Lloyd – Cope? I’m not sure I did. At the time, I couldn’t handle it, not one bit. Lucky Sam was there, or else I think I… Hey, Sam, if you’re reading this then, well, cheers. I never could thank you properly then, but I’m glad I asked you to join our football game in the first week of school! And you weren’t a bad player either. Afterwards, well, much later, I took all that anger and pain out on to that assault course I had my dad build for me. It was a killer. I was so shattered at night that I could finally manage a few hours of sleep. I hadn’t slept for months. It helps to get help, if you know what I mean. It doesn’t feel like it at the time, and so many times I wanted to give up on it and refused to go, but my mum and dad forced me to go. They literally bundled me into the car. Once I locked myself in my room so I wouldn’t have to go, but it didn’t work. You can’t keep your door locked forever. It took me a while, but I kind of dealt with it. You never want them, those monsters out there, to beat you, so you think that’ll be enough to move on from it, but it’s not quite enough. I guess in the end you either deal with it or you don’t, and sometimes you just can’t do it alone.

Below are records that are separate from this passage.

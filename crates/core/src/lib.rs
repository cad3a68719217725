pub mod config;
pub mod dispatcher;
pub mod error;
pub mod negotiation;
pub mod protocol;
pub mod session;
pub mod sink;
pub mod transport;
pub mod wfd;

pub use config::SessionConfig;
pub use dispatcher::{Command, Dispatcher, Progress, ProgressKind, SinkRequest};
pub use error::{ErrorCategory, Result, WfdError};
pub use session::{RtspState, Session};
pub use sink::{MediaSink, PlaybackState, SinkEvent};
pub use wfd::WfdMessage;
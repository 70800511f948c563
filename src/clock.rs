//! Time source. Handlers never call `Utc::now()` directly so tests can pin the clock.

use std::sync::Mutex;

use chrono::{DateTime, Duration, Utc};

pub trait Clock: Send + Sync {
    fn now(&self) -> DateTime<Utc>;
}

#[derive(Debug, Default, Clone, Copy)]
pub struct SystemClock;

impl Clock for SystemClock {
    fn now(&self) -> DateTime<Utc> {
        Utc::now()
    }
}

/// Manually driven clock for tests
#[derive(Debug)]
pub struct FixedClock {
    now: Mutex<DateTime<Utc>>,
}

impl FixedClock {
    pub fn new(now: DateTime<Utc>) -> Self {
        Self {
            now: Mutex::new(now),
        }
    }

    pub fn advance(&self, by: Duration) {
        let mut now = self.now.lock().unwrap_or_else(|e| e.into_inner());
        *now += by;
    }
}

impl Clock for FixedClock {
    fn now(&self) -> DateTime<Utc> {
        *self.now.lock().unwrap_or_else(|e| e.into_inner())
    }
}

#[cfg(test)]
mod tests {
    use super::*;

    #[test]
    fn test_fixed_clock_advances() {
        let start: DateTime<Utc> = "2024-01-01T00:00:00Z".parse().unwrap();
        let clock = FixedClock::new(start);
        clock.advance(Duration::seconds(90));
        assert_eq!(clock.now(), start + Duration::seconds(90));
    }
}
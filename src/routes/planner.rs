use axum::{
    extract::State,
    Json,
};
use chrono::NaiveDate;
use serde::Deserialize;

use super::extract::AppQuery;
use super::fixed_offset;
use super::middleware_auth::JwtUser;
use crate::error::ApiError;
use crate::planner::CalendarDay;
use crate::state::AppState;
use crate::workspace::{DashboardView, TaskView, TrackingView};

#[derive(Debug, Deserialize)]
pub struct DayQuery {
    pub date: NaiveDate,
    #[serde(default)]
    pub tz_offset: i32,
}

#[derive(Debug, Deserialize)]
pub struct MonthQuery {
    pub year: i32,
    pub month: u32,
    #[serde(default)]
    pub tz_offset: i32,
}

pub async fn tracking(
    State(state): State<AppState>,
    JwtUser(session): JwtUser,
) -> Json<Option<TrackingView>> {
    Json(state.workspace.tasks.current_tracking(&session))
}

pub async fn calendar_day(
    State(state): State<AppState>,
    JwtUser(session): JwtUser,
    AppQuery(query): AppQuery<DayQuery>,
) -> Result<Json<Vec<TaskView>>, ApiError> {
    let tz = fixed_offset(query.tz_offset)?;
    let tasks = state
        .workspace
        .tasks
        .calendar_day(&session, query.date, tz)
        .await?;
    Ok(Json(tasks))
}

pub async fn calendar_month(
    State(state): State<AppState>,
    JwtUser(session): JwtUser,
    AppQuery(query): AppQuery<MonthQuery>,
) -> Result<Json<Vec<CalendarDay>>, ApiError> {
    let tz = fixed_offset(query.tz_offset)?;
    let days = state
        .workspace
        .tasks
        .calendar_month(&session, query.year, query.month, tz)
        .await?;
    Ok(Json(days))
}

pub async fn dashboard(
    State(state): State<AppState>,
    JwtUser(session): JwtUser,
) -> Result<Json<DashboardView>, ApiError> {
    state
        .workspace
        .dashboard(&session)
        .await?
        .map(Json)
        .ok_or(ApiError::Unauthorized("missing user"))
}
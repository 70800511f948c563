use dotenvy::dotenv;
use std::env;
use thiserror::Error;

pub const DEFAULT_HOST: &str = "127.0.0.1";
pub const DEFAULT_TOKEN_TTL_HOURS: i64 = 24;
/// Five years
pub const MAX_TOKEN_TTL_HOURS: i64 = 5 * 365 * 24;

#[derive(Debug, Error)]
pub enum ConfigError {
    #[error("{0} missing, it is required")]
    Missing(&'static str),

    #[error("{name} must be {expected}, got `{value}`")]
    Invalid {
        name: &'static str,
        expected: &'static str,
        value: String,
    },
}

#[derive(Debug, Clone, Copy, PartialEq, Eq)]
pub enum StoreBackend {
    Postgres,
    /// In-process key-value store, nothing survives a restart
    Local,
}

#[derive(Debug, Clone, Copy, PartialEq, Eq)]
pub enum LogFormat {
    Pretty,
    Json,
}

#[derive(Debug, Clone)]
pub struct Config {
    pub host: String,
    pub port: u16,
    pub jwt_secret: String,
    pub token_ttl_hours: i64,
    pub store: StoreBackend,
    pub database_url: Option<String>,
    pub log_format: LogFormat,
}

impl Config {
    pub fn from_env() -> Result<Self, ConfigError> {
        let _ = dotenv().is_ok();
        Self::from_lookup(|name| env::var(name).ok())
    }

    pub fn from_lookup(lookup: impl Fn(&str) -> Option<String>) -> Result<Self, ConfigError> {
        let required = |name: &'static str| lookup(name).ok_or(ConfigError::Missing(name));

        let port = required("PORT")?;
        let port = port.parse().map_err(|_| ConfigError::Invalid {
            name: "PORT",
            expected: "a valid u16 number",
            value: port.clone(),
        })?;

        let jwt_secret = required("JWT_SECRET")?;

        let token_ttl_hours = match lookup("TOKEN_TTL_HOURS") {
            Some(raw) => match raw.parse::<i64>() {
                Ok(hours) if (1..=MAX_TOKEN_TTL_HOURS).contains(&hours) => hours,
                _ => {
                    return Err(ConfigError::Invalid {
                        name: "TOKEN_TTL_HOURS",
                        expected: "a number of hours between 1 and 43800",
                        value: raw,
                    })
                }
            },
            None => DEFAULT_TOKEN_TTL_HOURS,
        };

        let store = match lookup("STORE").as_deref() {
            None | Some("postgres") => StoreBackend::Postgres,
            Some("local") => StoreBackend::Local,
            Some(other) => {
                return Err(ConfigError::Invalid {
                    name: "STORE",
                    expected: "`postgres` or `local`",
                    value: other.to_string(),
                })
            }
        };

        let database_url = lookup("DATABASE_URL");
        if store == StoreBackend::Postgres && database_url.is_none() {
            return Err(ConfigError::Missing("DATABASE_URL"));
        }

        let log_format = match lookup("LOG_FORMAT").as_deref() {
            None | Some("pretty") => LogFormat::Pretty,
            Some("json") => LogFormat::Json,
            Some(other) => {
                return Err(ConfigError::Invalid {
                    name: "LOG_FORMAT",
                    expected: "`pretty` or `json`",
                    value: other.to_string(),
                })
            }
        };

        Ok(Self {
            host: lookup("HOST").unwrap_or_else(|| DEFAULT_HOST.to_string()),
            port,
            jwt_secret,
            token_ttl_hours,
            store,
            database_url,
            log_format,
        })
    }

    pub fn addr(&self) -> String {
        format!("{}:{}", self.host, self.port)
    }
}

#[cfg(test)]
mod tests {
    use super::*;
    use std::collections::HashMap;

    fn lookup(pairs: &[(&str, &str)]) -> impl Fn(&str) -> Option<String> {
        let vars: HashMap<String, String> = pairs
            .iter()
            .map(|(k, v)| (k.to_string(), v.to_string()))
            .collect();
        move |name| vars.get(name).cloned()
    }

    #[test]
    fn test_defaults_with_local_store() {
        let config = Config::from_lookup(lookup(&[
            ("PORT", "8080"),
            ("JWT_SECRET", "s3cret"),
            ("STORE", "local"),
        ]))
        .unwrap();

        assert_eq!(config.addr(), "127.0.0.1:8080");
        assert_eq!(config.store, StoreBackend::Local);
        assert_eq!(config.token_ttl_hours, DEFAULT_TOKEN_TTL_HOURS);
        assert_eq!(config.log_format, LogFormat::Pretty);
    }

    #[test]
    fn test_postgres_requires_database_url() {
        let err = Config::from_lookup(lookup(&[("PORT", "8080"), ("JWT_SECRET", "s")])).unwrap_err();
        assert!(matches!(err, ConfigError::Missing("DATABASE_URL")));
    }

    #[test]
    fn test_invalid_values() {
        let err = Config::from_lookup(lookup(&[("PORT", "eighty"), ("JWT_SECRET", "s")])).unwrap_err();
        assert!(matches!(err, ConfigError::Invalid { name: "PORT", .. }));

        let err = Config::from_lookup(lookup(&[
            ("PORT", "80"),
            ("JWT_SECRET", "s"),
            ("STORE", "redis"),
        ]))
        .unwrap_err();
        assert!(matches!(err, ConfigError::Invalid { name: "STORE", .. }));

        for ttl in ["0", "-3", "43801", "9223372036854775807"] {
            let err = Config::from_lookup(lookup(&[
                ("PORT", "80"),
                ("JWT_SECRET", "s"),
                ("STORE", "local"),
                ("TOKEN_TTL_HOURS", ttl),
            ]))
            .unwrap_err();
            assert!(matches!(err, ConfigError::Invalid { name: "TOKEN_TTL_HOURS", .. }));
        }

        let config = Config::from_lookup(lookup(&[
            ("PORT", "80"),
            ("JWT_SECRET", "s"),
            ("STORE", "local"),
            ("TOKEN_TTL_HOURS", "43800"),
        ]))
        .unwrap();
        assert_eq!(config.token_ttl_hours, MAX_TOKEN_TTL_HOURS);

        let err = Config::from_lookup(lookup(&[("PORT", "80")])).unwrap_err();
        assert!(matches!(err, ConfigError::Missing("JWT_SECRET")));
    }
}
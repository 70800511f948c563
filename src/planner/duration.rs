/// Format a minute count as "Xh Ym" (always both parts, e.g. "0h 0m", "2h 5m")
pub fn format_duration(minutes: i64) -> String {
    let minutes = minutes.max(0);
    format!("{}h {}m", minutes / 60, minutes % 60)
}
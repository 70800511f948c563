use axum::{
    extract::{FromRequestParts, Request, State},
    http::{header, request::Parts},
    middleware::Next,
    response::Response,
};
use uuid::Uuid;

use crate::error::ApiError;
use crate::state::AppState;
use crate::workspace::Session;

/// The signed-in caller, as placed in the request extensions by [`require_auth`]
pub struct JwtUser(pub Session);

impl<S> FromRequestParts<S> for JwtUser
where
    S: Send + Sync,
{
    type Rejection = ApiError;

    async fn from_request_parts(parts: &mut Parts, _state: &S) -> Result<Self, Self::Rejection> {
        parts
            .extensions
            .get::<Uuid>()
            .copied()
            .map(|user_id| JwtUser(Session::authenticated(user_id)))
            .ok_or(ApiError::Unauthorized("missing user"))
    }
}

pub async fn require_auth(
    State(state): State<AppState>,
    mut req: Request,
    next: Next,
) -> Result<Response, ApiError> {
    let token = req
        .headers()
        .get(header::AUTHORIZATION)
        .and_then(|v| v.to_str().ok())
        .and_then(|h| h.strip_prefix("Bearer "))
        .ok_or(ApiError::Unauthorized("missing token"))?;

    let user_id = state
        .auth
        .verify(token)
        .ok_or(ApiError::Unauthorized("invalid token"))?;

    req.extensions_mut().insert(user_id);
    Ok(next.run(req).await)
}
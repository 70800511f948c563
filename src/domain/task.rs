use std::fmt;
use std::str::FromStr;

use chrono::{DateTime, Utc};
use serde::{Deserialize, Serialize};
use uuid::Uuid;

use super::validation::{self, ValidationError};

#[derive(Debug, Clone, Copy, Default, PartialEq, Eq, Hash, Serialize, Deserialize)]
#[serde(rename_all = "lowercase")]
pub enum Priority {
    Low,
    #[default]
    Medium,
    High,
}

impl Priority {
    /// Sort ordinal: high=0, medium=1, low=2
    pub fn tier(self) -> u8 {
        match self {
            Self::High => 0,
            Self::Medium => 1,
            Self::Low => 2,
        }
    }

    pub fn as_str(self) -> &'static str {
        match self {
            Self::Low => "low",
            Self::Medium => "medium",
            Self::High => "high",
        }
    }
}

impl fmt::Display for Priority {
    fn fmt(&self, f: &mut fmt::Formatter<'_>) -> fmt::Result {
        f.write_str(self.as_str())
    }
}

impl FromStr for Priority {
    type Err = String;

    fn from_str(s: &str) -> Result<Self, Self::Err> {
        match s {
            "low" => Ok(Self::Low),
            "medium" => Ok(Self::Medium),
            "high" => Ok(Self::High),
            other => Err(format!("unknown priority `{other}`")),
        }
    }
}

#[derive(Debug, Clone, PartialEq, Eq, Serialize, Deserialize)]
pub struct Task {
    pub id: Uuid,
    pub user_id: Uuid,
    pub title: String,
    pub description: Option<String>,
    pub location: Option<String>,
    pub due_date: Option<DateTime<Utc>>,
    pub priority: Priority,
    pub completed: bool,
    /// Accumulated tracked time in minutes
    pub time_spent: i64,
    pub created_at: DateTime<Utc>,
}

impl Task {
    /// Build a fresh task from a validated create payload
    pub fn new(user_id: Uuid, input: CreateTask, created_at: DateTime<Utc>) -> Self {
        Self {
            id: Uuid::new_v4(),
            user_id,
            title: input.title,
            description: input.description,
            location: input.location,
            due_date: input.due_date,
            priority: input.priority,
            completed: input.completed,
            time_spent: 0,
            created_at,
        }
    }

    pub fn add_time_spent(&mut self, minutes: i64) {
        self.time_spent = self.time_spent.saturating_add(minutes.max(0));
    }
}

#[derive(Debug, Clone, Deserialize)]
pub struct CreateTask {
    pub title: String,
    #[serde(default)]
    pub description: Option<String>,
    #[serde(default)]
    pub location: Option<String>,
    #[serde(default, deserialize_with = "validation::due_date")]
    pub due_date: Option<DateTime<Utc>>,
    #[serde(default)]
    pub priority: Priority,
    #[serde(default)]
    pub completed: bool,
}

impl CreateTask {
    pub fn validate(&self) -> Result<(), ValidationError> {
        validation::validate_title(&self.title)
    }
}

/// Partial update. For nullable fields `Some(None)` clears the value.
#[derive(Debug, Clone, Default, Deserialize)]
pub struct UpdateTask {
    pub title: Option<String>,
    #[serde(default, deserialize_with = "validation::double_option")]
    pub description: Option<Option<String>>,
    #[serde(default, deserialize_with = "validation::double_option")]
    pub location: Option<Option<String>>,
    #[serde(default, deserialize_with = "validation::patch_due_date")]
    pub due_date: Option<Option<DateTime<Utc>>>,
    pub priority: Option<Priority>,
    pub completed: Option<bool>,
    pub time_spent: Option<i64>,
}

impl UpdateTask {
    pub fn validate(&self) -> Result<(), ValidationError> {
        if let Some(title) = &self.title {
            validation::validate_title(title)?;
        }
        if matches!(self.time_spent, Some(minutes) if minutes < 0) {
            return Err(ValidationError::Negative {
                field: "time_spent",
            });
        }
        Ok(())
    }

    pub fn apply(&self, task: &mut Task) {
        if let Some(title) = &self.title {
            task.title = title.clone();
        }
        if let Some(description) = &self.description {
            task.description = description.clone();
        }
        if let Some(location) = &self.location {
            task.location = location.clone();
        }
        if let Some(due_date) = self.due_date {
            task.due_date = due_date;
        }
        if let Some(priority) = self.priority {
            task.priority = priority;
        }
        if let Some(completed) = self.completed {
            task.completed = completed;
        }
        if let Some(time_spent) = self.time_spent {
            task.time_spent = time_spent;
        }
    }
}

C – If you could have said anything to your parents during the ordeal, what would you have said?

Lloyd – Get me the hell out of here! Please, please get me out of here.

C – How did that weekend affect your friendship with Sam?

Lloyd – The funny thing is that I haven’t seen Sam since then, which was three years ago. Oh, apart from once. He came over, but it wasn’t like old times. There was too much of the wrong type of history between us and not enough of the right type. Not enough good memories to cancel out the bad. When he came over he brought something with him, something I didn’t know he had, didn’t even realise existed, and that was bad. He thought he’d been looking out for me by taking it, and he was, but it brought it all back. I couldn’t see him again after that. Yeah, so in terms of friendship there isn’t one now, but I still see him as my best mate. If I picked up the phone now, oh by the way I make sure it’s always charged these days, I know he’d come over right away. We’ve got this bond that ties us to this thing in our past. It’ll always be there no matter how hard we try to shake it off. Sam missed the worst of it, and maybe I might have as well if I’d listened to him. It doesn’t matter now. He knows what went on better than anyone else. He was there, which is why I might never see him again and why he’ll always be my friend.